[Opening Data provided section]

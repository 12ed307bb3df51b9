//! Stochastic Gradient Descent (SGD) optimizer.
//!
//! SGD is a simple optimizer that updates parameters by subtracting
//! the gradient scaled by the learning rate. It keeps no per-key state.

use oneembed_core::OptimizerKind;

use crate::{decay_weights, OptimizerState, UpdateRule};

/// Stochastic Gradient Descent optimizer.
///
/// Updates embeddings using the formula:
/// `embedding = embedding - learning_rate * gradient`
#[derive(Debug, Clone, PartialEq)]
pub struct Sgd {
    /// Decoupled weight decay coefficient.
    weight_decay: f32,
}

impl Sgd {
    /// Creates a new SGD rule.
    pub fn new(weight_decay: f32) -> Self {
        Self { weight_decay }
    }
}

impl Default for Sgd {
    fn default() -> Self {
        Self::new(0.0)
    }
}

impl UpdateRule for Sgd {
    fn kind(&self) -> OptimizerKind {
        OptimizerKind::Sgd
    }

    fn apply(
        &self,
        embedding: &mut [f32],
        state: &mut OptimizerState,
        gradients: &[f32],
        learning_rate: f32,
    ) {
        *state = OptimizerState::None;
        decay_weights(embedding, learning_rate, self.weight_decay);
        for (e, g) in embedding.iter_mut().zip(gradients.iter()) {
            *e -= learning_rate * g;
        }
    }
}

#[cfg(test)]
mod tests {
    use super::*;

    #[test]
    fn test_sgd_basic_update() {
        let sgd = Sgd::default();
        let mut embedding = vec![1.0, 2.0, 3.0];
        let mut state = OptimizerState::None;

        sgd.apply(&mut embedding, &mut state, &[1.0, 1.0, 1.0], 0.1);

        assert!((embedding[0] - 0.9).abs() < 1e-6);
        assert!((embedding[1] - 1.9).abs() < 1e-6);
        assert!((embedding[2] - 2.9).abs() < 1e-6);
        assert_eq!(state, OptimizerState::None);
    }

    #[test]
    fn test_sgd_zero_learning_rate() {
        let sgd = Sgd::default();
        let mut embedding = vec![1.0, 2.0];
        let mut state = OptimizerState::None;

        sgd.apply(&mut embedding, &mut state, &[5.0, -5.0], 0.0);

        assert_eq!(embedding, vec![1.0, 2.0]);
    }

    #[test]
    fn test_sgd_with_weight_decay() {
        let sgd = Sgd::new(0.5);
        let mut embedding = vec![1.0];
        let mut state = OptimizerState::None;

        // 1.0 * (1 - 0.1 * 0.5) - 0.1 * 0.0
        sgd.apply(&mut embedding, &mut state, &[0.0], 0.1);

        assert!((embedding[0] - 0.95).abs() < 1e-6);
    }
}
#[cfg(test)]
mod tests {
    use super::*;
    use crate::device::MemoryBlockDevice;
    use oneembed_core::OptimizerKind;
    use oneembed_optimizer::OptimizerState;
    use tempfile::tempdir;

    fn options(path: Option<&Path>, block_size: u64) -> FixedTableOptions {
        FixedTableOptions {
            path: path.map(Path::to_path_buf),
            block_size,
            chunk_size: block_size * 8,
        }
    }

    fn record(id: i64, dim: usize) -> EmbeddingRecord {
        EmbeddingRecord::new(Key::from_id(id), vec![id as f32; dim], OptimizerState::None)
    }

    #[test]
    fn test_placement() {
        assert_eq!(
            Placement::new(544, 512),
            Placement::Spanning { blocks: 2 }
        );
        assert_eq!(Placement::new(48, 512), Placement::Packed { per_block: 10 });
        assert_eq!(Placement::new(512, 512), Placement::Packed { per_block: 1 });
    }

    #[test]
    fn test_packed_rows_round_trip() {
        let layout = RecordLayout::new(4, OptimizerKind::Sgd);
        let table = FixedTable::open_with_device(
            "t",
            &options(None, 128),
            layout,
            Box::new(MemoryBlockDevice::new(128)),
        )
        .unwrap();
        assert_eq!(table.records_per_block(), 2);

        for id in 0..5 {
            table.put(&record(id, 4)).unwrap();
        }
        assert_eq!(table.len(), 5);
        for id in 0..5 {
            let stored = table.get(Key::from_id(id)).unwrap().unwrap();
            assert_eq!(stored.embedding, vec![id as f32; 4]);
            assert!(!stored.dirty);
        }
        assert!(table.get(Key::from_id(99)).unwrap().is_none());
    }

    #[test]
    fn test_overwrite_keeps_row() {
        let layout = RecordLayout::new(4, OptimizerKind::Sgd);
        let table = FixedTable::open_with_device(
            "t",
            &options(None, 128),
            layout,
            Box::new(MemoryBlockDevice::new(128)),
        )
        .unwrap();

        table.put(&record(1, 4)).unwrap();
        table.put(&record(2, 4)).unwrap();
        let mut updated = record(1, 4);
        updated.embedding = vec![-1.0; 4];
        updated.version = 3;
        table.put(&updated).unwrap();

        assert_eq!(table.len(), 2);
        let stored = table.get(Key::from_id(1)).unwrap().unwrap();
        assert_eq!(stored.embedding, vec![-1.0; 4]);
        assert_eq!(stored.version, 3);
        assert_eq!(table.get(Key::from_id(2)).unwrap().unwrap().embedding, vec![2.0; 4]);
    }

    #[test]
    fn test_spanning_rows_round_trip() {
        let layout = RecordLayout::new(64, OptimizerKind::Adam);
        assert!(layout.encoded_len() > 128);
        let table = FixedTable::open_with_device(
            "t",
            &options(None, 128),
            layout,
            Box::new(MemoryBlockDevice::new(128)),
        )
        .unwrap();
        assert_eq!(table.records_per_block(), 0);

        let mut stored = EmbeddingRecord::new(
            Key::from_id(7),
            vec![0.5; 64],
            OptimizerState::zeroed(OptimizerKind::Adam, 64),
        );
        stored.version = 2;
        table.put(&stored).unwrap();
        table.put(&EmbeddingRecord::new(
            Key::from_id(8),
            vec![1.5; 64],
            OptimizerState::zeroed(OptimizerKind::Adam, 64),
        ))
        .unwrap();

        let loaded = table.get(Key::from_id(7)).unwrap().unwrap();
        assert_eq!(loaded.embedding, vec![0.5; 64]);
        assert_eq!(loaded.version, 2);
        assert_eq!(table.get(Key::from_id(8)).unwrap().unwrap().embedding, vec![1.5; 64]);
    }

    #[test]
    fn test_reopen_rebuilds_index() {
        let dir = tempdir().unwrap();
        let layout = RecordLayout::new(4, OptimizerKind::Sgd);
        {
            let table = FixedTable::open("t", &options(Some(dir.path()), 128), layout).unwrap();
            for id in [-3, 10, 11, 12] {
                table.put(&record(id, 4)).unwrap();
            }
            table.checkpoint(17).unwrap();
        }

        let table = FixedTable::open("t", &options(Some(dir.path()), 128), layout).unwrap();
        assert_eq!(table.len(), 4);
        assert_eq!(table.last_step(), 17);
        assert_eq!(table.meta().rows, 4);
        assert_eq!(
            table.get(Key::from_id(-3)).unwrap().unwrap().embedding,
            vec![-3.0; 4]
        );

        // New keys append after the recovered rows.
        table.put(&record(13, 4)).unwrap();
        assert_eq!(table.get(Key::from_id(12)).unwrap().unwrap().embedding, vec![12.0; 4]);
        assert_eq!(table.get(Key::from_id(13)).unwrap().unwrap().embedding, vec![13.0; 4]);
    }

    #[test]
    fn test_open_existing_uses_stored_layout() {
        let dir = tempdir().unwrap();
        let layout = RecordLayout::new(4, OptimizerKind::Momentum);
        {
            let table = FixedTable::open("user", &options(Some(dir.path()), 128), layout).unwrap();
            table
                .put(&EmbeddingRecord::new(
                    Key::from_id(1),
                    vec![1.0; 4],
                    OptimizerState::zeroed(OptimizerKind::Momentum, 4),
                ))
                .unwrap();
            table.checkpoint(1).unwrap();
        }

        let table = FixedTable::open_existing(dir.path()).unwrap();
        assert_eq!(table.name(), "user");
        assert_eq!(table.layout(), layout);
        assert!(table.contains(Key::from_id(1)));
    }

    #[test]
    fn test_reopen_with_other_layout_fails() {
        let dir = tempdir().unwrap();
        FixedTable::open(
            "t",
            &options(Some(dir.path()), 128),
            RecordLayout::new(4, OptimizerKind::Sgd),
        )
        .unwrap();

        let err = FixedTable::open(
            "t",
            &options(Some(dir.path()), 128),
            RecordLayout::new(8, OptimizerKind::Sgd),
        )
        .unwrap_err();
        assert!(err.is_construction_error(), "{err}");
    }

    #[test]
    fn test_device_block_size_must_match() {
        let err = FixedTable::open_with_device(
            "t",
            &options(None, 128),
            RecordLayout::new(4, OptimizerKind::Sgd),
            Box::new(MemoryBlockDevice::new(64)),
        )
        .unwrap_err();
        assert!(err.is_construction_error());
    }
}
//! oneembed - command-line tools for the tiered embedding engine.

use anyhow::Result;
use clap::Parser;
use tracing_subscriber::{fmt, prelude::*, EnvFilter};

use oneembed_cli::{Cli, Commands};

fn main() -> Result<()> {
    tracing_subscriber::registry()
        .with(fmt::layer())
        .with(EnvFilter::from_default_env().add_directive("oneembed=info".parse()?))
        .init();

    let cli = Cli::parse();
    match cli.command {
        Commands::Validate(cmd) => cmd.run(),
        Commands::Inspect(cmd) => cmd.run(),
        Commands::Bench(cmd) => cmd.run(),
    }
}
//! Key space for embedding rows.
//!
//! Raw feature ids arrive as signed 64-bit integers. A [`Key`] is the
//! fixed-width form every tier addresses by: the id's bit pattern
//! reinterpreted as `u64`, so the mapping is injective and never collides.
//!
//! Placement decisions (lock stripes, initializer seeds) go through
//! [`Key::mix`], a 64-bit finalizer that spreads sequential ids evenly.

use serde::{Deserialize, Serialize};

/// A raw feature id as supplied by the caller.
pub type FeatureId = i64;

/// Normalized identifier of one embedding row.
///
/// # Examples
///
/// ```
/// use oneembed_core::Key;
///
/// let key = Key::from_id(-1);
/// assert_eq!(key.raw(), u64::MAX);
/// assert_eq!(key.to_id(), -1);
/// ```
#[derive(Debug, Clone, Copy, PartialEq, Eq, Hash, PartialOrd, Ord, Serialize, Deserialize)]
#[serde(transparent)]
pub struct Key(u64);

impl Key {
    /// Builds a key from a raw feature id.
    #[inline]
    pub const fn from_id(id: FeatureId) -> Self {
        Self(id as u64)
    }

    /// Builds a key from its stored representation.
    #[inline]
    pub const fn from_raw(raw: u64) -> Self {
        Self(raw)
    }

    /// Returns the stored representation.
    #[inline]
    pub const fn raw(self) -> u64 {
        self.0
    }

    /// Returns the feature id this key was built from.
    #[inline]
    pub const fn to_id(self) -> FeatureId {
        self.0 as i64
    }

    /// Returns a well-distributed 64-bit hash of the key.
    #[inline]
    pub const fn mix(self) -> u64 {
        mix64(self.0)
    }

    /// Returns the hash of the key combined with a seed.
    #[inline]
    pub const fn mix_with(self, seed: u64) -> u64 {
        mix64(self.0 ^ mix64(seed.wrapping_add(0x9e37_79b9_7f4a_7c15)))
    }

    /// Maps the key onto one of `buckets` slots.
    ///
    /// # Panics
    ///
    /// Panics if `buckets` is 0.
    #[inline]
    pub fn bucket(self, buckets: usize) -> usize {
        assert!(buckets > 0, "buckets must be greater than 0");
        (self.mix() % buckets as u64) as usize
    }
}

impl From<FeatureId> for Key {
    fn from(id: FeatureId) -> Self {
        Self::from_id(id)
    }
}

impl std::fmt::Display for Key {
    fn fmt(&self, f: &mut std::fmt::Formatter<'_>) -> std::fmt::Result {
        write!(f, "{}", self.to_id())
    }
}

/// SplitMix64 finalizer.
#[inline]
const fn mix64(mut z: u64) -> u64 {
    z = (z ^ (z >> 30)).wrapping_mul(0xbf58_476d_1ce4_e5b9);
    z = (z ^ (z >> 27)).wrapping_mul(0x94d0_49bb_1331_11eb);
    z ^ (z >> 31)
}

[Closing Data provided section]

**Exercise objective**:
Each line above that contains the string "version" should be copied.

**Output below**:
        updated.version = 3;
        assert_eq!(stored.version, 3);
        stored.version = 2;
        assert_eq!(loaded.version, 2);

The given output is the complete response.